Work required | Copy each line from the data that has the word "moved" in it.

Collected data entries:
• • • • • • •
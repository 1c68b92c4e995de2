//! Integration tests for the fetcher against a mock HTTP server.
//!
//! These tests cover materialization (buffered and streamed), request
//! shaping (methods, headers, bodies), retries with backoff, the
//! concurrency gate and the session lifecycle.

use std::io::Write;
use std::net::TcpListener;
use std::time::{Duration, Instant};

use flate2::Compression;
use flate2::write::GzEncoder;
use futures_util::future::join_all;
use sha2::{Digest, Sha256};
use tempfile::TempDir;
use wiremock::matchers::{body_json, body_string, header, header_exists, method, path};
use wiremock::{Mock, Request, ResponseTemplate};

use fetcher_core::fetch::{
    FetchOptions, Fetcher, FetcherConfig, RequestBody, ResourceBody, SessionState,
};

#[macro_use]
mod support;

const HTML_BODY: &str = "<html><body>Hello, World!</body></html>";

fn sha256_hex(data: &[u8]) -> String {
    hex::encode(Sha256::digest(data))
}

fn gzip(data: &[u8]) -> Vec<u8> {
    let mut encoder = GzEncoder::new(Vec::new(), Compression::default());
    encoder.write_all(data).unwrap();
    encoder.finish().unwrap()
}

/// Fast-retrying fetcher: short timeout, millisecond backoff.
fn fast_fetcher(concurrency: usize, timeout_secs: f64, max_attempts: u32) -> Fetcher {
    let config = FetcherConfig::new(concurrency, timeout_secs, max_attempts)
        .unwrap()
        .with_base_delay(Duration::from_millis(5));
    Fetcher::new(config)
}

/// Matches a header by its exact raw value.
fn raw_header(name: &'static str, value: &'static str) -> impl Fn(&Request) -> bool + Send + Sync + 'static {
    move |request: &Request| {
        request
            .headers
            .get(name)
            .and_then(|v| v.to_str().ok())
            .is_some_and(|v| v == value)
    }
}

// ==================== Materialization ====================

#[tokio::test]
async fn test_fetch_html_in_memory() {
    let mock_server = require_mock_server!();
    Mock::given(method("GET"))
        .and(path("/"))
        .respond_with(
            ResponseTemplate::new(200).set_body_raw(HTML_BODY, "text/html; charset=utf-8"),
        )
        .expect(1)
        .mount(&mock_server)
        .await;

    let url = format!("{}/", mock_server.uri());
    let fetcher = Fetcher::default();
    let resource = fetcher.get(&url).await.unwrap();

    assert_eq!(resource.url(), url);
    assert_eq!(resource.redirected_url(), url);
    assert_eq!(resource.content().unwrap().as_ref(), HTML_BODY.as_bytes());
    assert!(resource.file_path().is_none());
    assert_eq!(resource.digest(), sha256_hex(HTML_BODY.as_bytes()));

    let metadata = resource.metadata();
    assert_eq!(metadata.status_code, 200);
    assert_eq!(metadata.content_type, "text/html; charset=utf-8");
    assert_eq!(metadata.mime.as_deref(), Some("text/html"));
    assert_eq!(metadata.encoding.as_deref(), Some("utf-8"));
    assert_eq!(metadata.content_encoding, "");
    assert!(!metadata.fetched_at.is_empty());
}

#[tokio::test]
async fn test_fetch_captures_validators() {
    let mock_server = require_mock_server!();
    Mock::given(method("GET"))
        .respond_with(
            ResponseTemplate::new(200)
                .insert_header("etag", "\"v1\"")
                .insert_header("last-modified", "Wed, 21 Oct 2015 07:28:00 GMT")
                .set_body_bytes(b"data".to_vec()),
        )
        .mount(&mock_server)
        .await;

    let fetcher = Fetcher::default();
    let resource = fetcher.get(&mock_server.uri()).await.unwrap();

    let metadata = resource.metadata();
    assert_eq!(metadata.etag.as_deref(), Some("\"v1\""));
    assert_eq!(
        metadata.last_modified.as_deref(),
        Some("Wed, 21 Oct 2015 07:28:00 GMT")
    );
    assert!(metadata.headers.iter().any(|(name, _)| name == "etag"));
}

#[tokio::test]
async fn test_fetch_error_status_is_still_a_resource() {
    let mock_server = require_mock_server!();
    Mock::given(method("GET"))
        .respond_with(ResponseTemplate::new(404).set_body_string("missing"))
        .expect(1)
        .mount(&mock_server)
        .await;

    let fetcher = fast_fetcher(1, 5.0, 3);
    let resource = fetcher.get(&mock_server.uri()).await.unwrap();

    assert_eq!(resource.metadata().status_code, 404);
    assert_eq!(resource.metadata().encoding.as_deref(), Some("utf-8"));
    assert_eq!(resource.content().unwrap().as_ref(), b"missing");
}

#[tokio::test]
async fn test_fetch_gzip_body_is_decoded_before_hashing() {
    let mock_server = require_mock_server!();
    let plain = b"compressed payload ".repeat(100);
    Mock::given(method("GET"))
        .respond_with(
            ResponseTemplate::new(200)
                .insert_header("content-encoding", "GZIP")
                .set_body_bytes(gzip(&plain)),
        )
        .mount(&mock_server)
        .await;

    let fetcher = Fetcher::default();
    let resource = fetcher.get(&mock_server.uri()).await.unwrap();

    assert_eq!(resource.metadata().content_encoding, "gzip");
    assert_eq!(resource.content().unwrap().as_ref(), plain.as_slice());
    assert_eq!(resource.digest(), sha256_hex(&plain));
}

#[tokio::test]
async fn test_fetch_stream_to_file() {
    let mock_server = require_mock_server!();
    let body: Vec<u8> = (0..50_000u32).map(|i| (i % 251) as u8).collect();
    Mock::given(method("GET"))
        .and(path("/large.bin"))
        .respond_with(ResponseTemplate::new(200).set_body_bytes(body.clone()))
        .mount(&mock_server)
        .await;

    let temp_dir = TempDir::new().unwrap();
    let target = temp_dir.path().join("large.bin");
    let fetcher = Fetcher::default();
    let resource = fetcher
        .fetch(
            &format!("{}/large.bin", mock_server.uri()),
            FetchOptions::new().stream_to(&target),
        )
        .await
        .unwrap();

    assert!(resource.content().is_none());
    assert_eq!(resource.body(), &ResourceBody::Streamed(target.clone()));

    let written = std::fs::read(&target).unwrap();
    assert_eq!(written, body);
    assert_eq!(resource.digest(), sha256_hex(&written));
}

#[tokio::test]
async fn test_fetch_stream_keeps_transport_bytes() {
    let mock_server = require_mock_server!();
    let compressed = gzip(b"raw on disk");
    Mock::given(method("GET"))
        .respond_with(
            ResponseTemplate::new(200)
                .insert_header("content-encoding", "gzip")
                .set_body_bytes(compressed.clone()),
        )
        .mount(&mock_server)
        .await;

    let temp_dir = TempDir::new().unwrap();
    let target = temp_dir.path().join("body.gz");
    let fetcher = Fetcher::default();
    let resource = fetcher
        .fetch(&mock_server.uri(), FetchOptions::new().stream_to(&target))
        .await
        .unwrap();

    assert_eq!(std::fs::read(&target).unwrap(), compressed);
    assert_eq!(resource.digest(), sha256_hex(&compressed));
}

#[tokio::test]
async fn test_fetch_follows_redirect() {
    let mock_server = require_mock_server!();
    Mock::given(method("GET"))
        .and(path("/old"))
        .respond_with(
            ResponseTemplate::new(302).insert_header("location", "/new"),
        )
        .mount(&mock_server)
        .await;
    Mock::given(method("GET"))
        .and(path("/new"))
        .respond_with(ResponseTemplate::new(200).set_body_string("moved"))
        .mount(&mock_server)
        .await;

    let old_url = format!("{}/old", mock_server.uri());
    let fetcher = Fetcher::default();
    let resource = fetcher.get(&old_url).await.unwrap();

    assert_eq!(resource.url(), old_url);
    assert_eq!(resource.redirected_url(), format!("{}/new", mock_server.uri()));
    assert_eq!(resource.content().unwrap().as_ref(), b"moved");
}

// ==================== Request shaping ====================

#[tokio::test]
async fn test_fetch_sends_default_headers() {
    let mock_server = require_mock_server!();
    Mock::given(method("GET"))
        .and(raw_header("accept-encoding", "gzip, deflate"))
        .and(header_exists("user-agent"))
        .respond_with(ResponseTemplate::new(200))
        .expect(1)
        .mount(&mock_server)
        .await;

    let fetcher = Fetcher::default();
    fetcher.get(&mock_server.uri()).await.unwrap();
}

#[tokio::test]
async fn test_fetch_header_overrides_replace_defaults() {
    let mock_server = require_mock_server!();
    Mock::given(method("GET"))
        .and(header("user-agent", "custom-agent/2.0"))
        .and(header("x-request-id", "42"))
        .respond_with(ResponseTemplate::new(200))
        .expect(1)
        .mount(&mock_server)
        .await;

    let fetcher = Fetcher::default();
    let options = FetchOptions::new()
        .header("User-Agent", "custom-agent/2.0")
        .header("X-Request-Id", "42");
    fetcher.fetch(&mock_server.uri(), options).await.unwrap();
}

#[tokio::test]
async fn test_fetch_post_form_body() {
    let mock_server = require_mock_server!();
    Mock::given(method("POST"))
        .and(path("/submit"))
        .and(header("content-type", "application/x-www-form-urlencoded"))
        .and(body_string("name=ferris&greeting=hello+world"))
        .respond_with(ResponseTemplate::new(201).set_body_string("created"))
        .expect(1)
        .mount(&mock_server)
        .await;

    let fetcher = Fetcher::default();
    let options = FetchOptions::new()
        .method(reqwest::Method::POST)
        .body(RequestBody::Form(vec![
            ("name".to_string(), "ferris".to_string()),
            ("greeting".to_string(), "hello world".to_string()),
        ]));
    let resource = fetcher
        .fetch(&format!("{}/submit", mock_server.uri()), options)
        .await
        .unwrap();

    assert_eq!(resource.metadata().status_code, 201);
}

#[tokio::test]
async fn test_fetch_post_json_body() {
    let mock_server = require_mock_server!();
    let payload = serde_json::json!({ "query": "rust", "limit": 10 });
    Mock::given(method("POST"))
        .and(header("content-type", "application/json"))
        .and(body_json(&payload))
        .respond_with(ResponseTemplate::new(200))
        .expect(1)
        .mount(&mock_server)
        .await;

    let fetcher = Fetcher::default();
    let options = FetchOptions::new()
        .method(reqwest::Method::POST)
        .body(RequestBody::Json(payload.clone()));
    fetcher.fetch(&mock_server.uri(), options).await.unwrap();
}

#[tokio::test]
async fn test_fetch_post_json_keeps_caller_content_type() {
    let mock_server = require_mock_server!();
    let payload = serde_json::json!({ "op": "add" });
    Mock::given(method("POST"))
        .and(header("content-type", "application/merge-patch+json"))
        .and(body_json(&payload))
        .respond_with(ResponseTemplate::new(200))
        .expect(1)
        .mount(&mock_server)
        .await;

    let fetcher = Fetcher::default();
    let options = FetchOptions::new()
        .method(reqwest::Method::POST)
        .header("Content-Type", "application/merge-patch+json")
        .body(RequestBody::Json(payload.clone()));
    fetcher.fetch(&mock_server.uri(), options).await.unwrap();
}

#[tokio::test]
async fn test_fetch_unsupported_method_sends_nothing() {
    let mock_server = require_mock_server!();
    Mock::given(wiremock::matchers::any())
        .respond_with(ResponseTemplate::new(200))
        .expect(0)
        .mount(&mock_server)
        .await;

    let fetcher = fast_fetcher(1, 5.0, 3);
    let start = Instant::now();
    let err = fetcher
        .fetch(
            &mock_server.uri(),
            FetchOptions::new().method(reqwest::Method::PUT),
        )
        .await
        .unwrap_err();

    assert_eq!(err.attempts(), 1);
    assert!(err.message().contains("Unsupported HTTP method: PUT"));
    assert!(start.elapsed() < Duration::from_secs(1));
}

#[tokio::test]
async fn test_fetch_invalid_url_is_not_retried() {
    let fetcher = fast_fetcher(1, 5.0, 3);
    let err = fetcher.get("not-a-valid-url").await.unwrap_err();
    assert_eq!(err.attempts(), 1);
    assert_eq!(err.url(), "not-a-valid-url");
}

// ==================== Retries ====================

#[tokio::test]
async fn test_fetch_retries_timeouts_then_succeeds() {
    let mock_server = require_mock_server!();

    // First two attempts hang past the timeout.
    Mock::given(method("GET"))
        .respond_with(ResponseTemplate::new(200).set_delay(Duration::from_secs(2)))
        .up_to_n_times(2)
        .with_priority(1)
        .mount(&mock_server)
        .await;
    Mock::given(method("GET"))
        .respond_with(ResponseTemplate::new(200).set_body_string("finally"))
        .with_priority(2)
        .mount(&mock_server)
        .await;

    let fetcher = fast_fetcher(1, 0.2, 3);
    let resource = fetcher.get(&mock_server.uri()).await.unwrap();

    assert_eq!(resource.content().unwrap().as_ref(), b"finally");
    let requests = mock_server.received_requests().await.unwrap();
    assert_eq!(requests.len(), 3);
}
• • • • • • •
Response to this exercise |
        .respond_with(ResponseTemplate::new(200).set_body_string("moved"))
    assert_eq!(resource.content().unwrap().as_ref(), b"moved");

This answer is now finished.